Необходимо отметить, что смерть
выходит в своем значении за рамки, установленные человеческим сознанием; она
больше чем просто конец жизни. Поэтому, несмотря на частое сопряжение с мотивом
старости, тема смерти не равна ему и имеет дуалистичный характер 20 (как тема
сна и категория чуда).
Во-первых, как сакральная
категория, и тем самым, сопричастная совершенным предметам и нелинейному
времени. В сцене "Всестороннее исследование" <июнь 1937>:
"Умер, не найдя на земле ответов на свои вопросы. Да, мы, врачи, должны
всесторонне исследовать явление смерти" (4; 124). Или же в тексте "На
кровати метался полупрозрачный юноша…" <1940> говоря о состоянии
героя доктор произносит: "Ваше положение таково, <... > что
понять вам его невозможно" (1; 156). Кроме того, там есть указание на
то, что смерть - лишь переход от одного мира к другому - "Лодки плывут"

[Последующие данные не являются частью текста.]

use std::fmt::Display;

use anyhow;
use axum::{
    http::StatusCode,
    response::{IntoResponse, Response},
    Json,
};
use serde::Serialize;

#[derive(Debug)]
pub enum AppError {
    InvalidArgument(String),
    NotFound(String),
    Forbidden(String),
    Conflict(String),
    InsufficientFunds,
    UpstreamUnavailable(String),
    Internal(anyhow::Error),
}

pub type Result<T = (), E = AppError> = anyhow::Result<T, E>;

#[derive(Serialize)]
pub struct ErrorBody {
    pub code: &'static str,
    pub message: String,
}

impl AppError {
    fn status_and_body(self) -> (StatusCode, ErrorBody) {
        match self {
            AppError::InvalidArgument(message) => (
                StatusCode::BAD_REQUEST,
                ErrorBody {
                    code: "INVALID_ARGUMENT",
                    message,
                },
            ),
            AppError::NotFound(message) => (
                StatusCode::NOT_FOUND,
                ErrorBody {
                    code: "NOT_FOUND",
                    message,
                },
            ),
            AppError::Forbidden(message) => (
                StatusCode::FORBIDDEN,
                ErrorBody {
                    code: "FORBIDDEN",
                    message,
                },
            ),
            AppError::Conflict(message) => (
                StatusCode::CONFLICT,
                ErrorBody {
                    code: "CONFLICT",
                    message,
                },
            ),
            AppError::InsufficientFunds => (
                StatusCode::BAD_REQUEST,
                ErrorBody {
                    code: "INSUFFICIENT_FUNDS",
                    message: "Insufficient points".to_string(),
                },
            ),
            AppError::UpstreamUnavailable(message) => (
                StatusCode::BAD_GATEWAY,
                ErrorBody {
                    code: "UPSTREAM_UNAVAILABLE",
                    message,
                },
            ),
            AppError::Internal(err) => {
                tracing::error!("internal error: {:?}", err);
                (
                    StatusCode::INTERNAL_SERVER_ERROR,
                    ErrorBody {
                        code: "INTERNAL_ERROR",
                        message: "Internal server error".to_string(),
                    },
                )
            }
        }
    }

    /// Maps a duplicate-key insert to `Conflict`, anything else to `Internal`.
    pub fn conflict_on_unique(err: sqlx::Error, message: &str) -> AppError {
        match &err {
            sqlx::Error::Database(db) if db.is_unique_violation() => {
                AppError::Conflict(message.to_string())
            }
            _ => AppError::Internal(err.into()),
        }
    }
}

impl Display for AppError {
    fn fmt(&self, f: &mut std::fmt::Formatter<'_>) -> std::fmt::Result {
        write!(f, "{:?}", self)
    }
}

impl IntoResponse for AppError {
    fn into_response(self) -> Response {
        let (status, body) = self.status_and_body();
        return (status, Json(body)).into_response();
    }
}

impl<E> From<E> for AppError
where
    E: Into<anyhow::Error>,
{
    fn from(err: E) -> Self {
        Self::Internal(err.into())
    }
}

(155). Причем в отвергнутом варианте этого текста есть следующий диалог:
"- Я не могу дать вам
руки, - сказал юноша.
Кому вы не можете дать руки?
- спросил врач.
Вам, - сказал юноша.
Почему? - спросил врач.
Зачем вы спрашиваете? - сказал
юноша. - "Вы же знаете, что вы стоите на берегу, а я уже на лодке далеко
отплыл в море" (459).
Широко известный сюжет, переправы
как смерти усугубляется перекрестной точной псевдорифмой (сказал юноша - спросил
врач - сказал юноша - спросил врач), подчеркивающей "мерность" развивающихся
событий (волн качающих лодку). Примечательно, что в последней редакции вопрос о
смерти задает юноша - "я умираю?" (там же) и просит лодку (находясь
на этом берегу, он не может адекватно оценить свое положение).
Во-вторых, смерть может
присутствовать в тексте в одном ряду с бытовыми деталями. В этом случае
снимается сакральная значимость, смерть приравнивается к походу в магазин (ср.
"Что теперь продают в магазинах" <август 1936>), приобретает
характер бытового происшествия.
В рассказе "Грязная
личность" <ноябрь 1937> даны две смерти (убийства), повторяющиеся на
уровне деталей. Происходит некоторая псевдоритуализация (именно за счет такого
воспроизведения уже однажды совершенных действий), которая в силу своей
ложности, утверждает смерть как незначительное бытовое происшествие. Явление
псевдоритуализации, как нам кажется, имеет большое значение для понимания
творчества Д.И. Хармса, особенно, для такой категории как время (противопоставленность
линейного и нелинейного времени по признаку правдоподобия/истинности).
"Грязная личность" имеет
следующую структуру:
1. "Сенька стукнул
Федьку по морде и спрятался под комод.
2. Кончилось тем, что к
Федьке подошел Николай, стукнул его по морде и спрятался под шкап.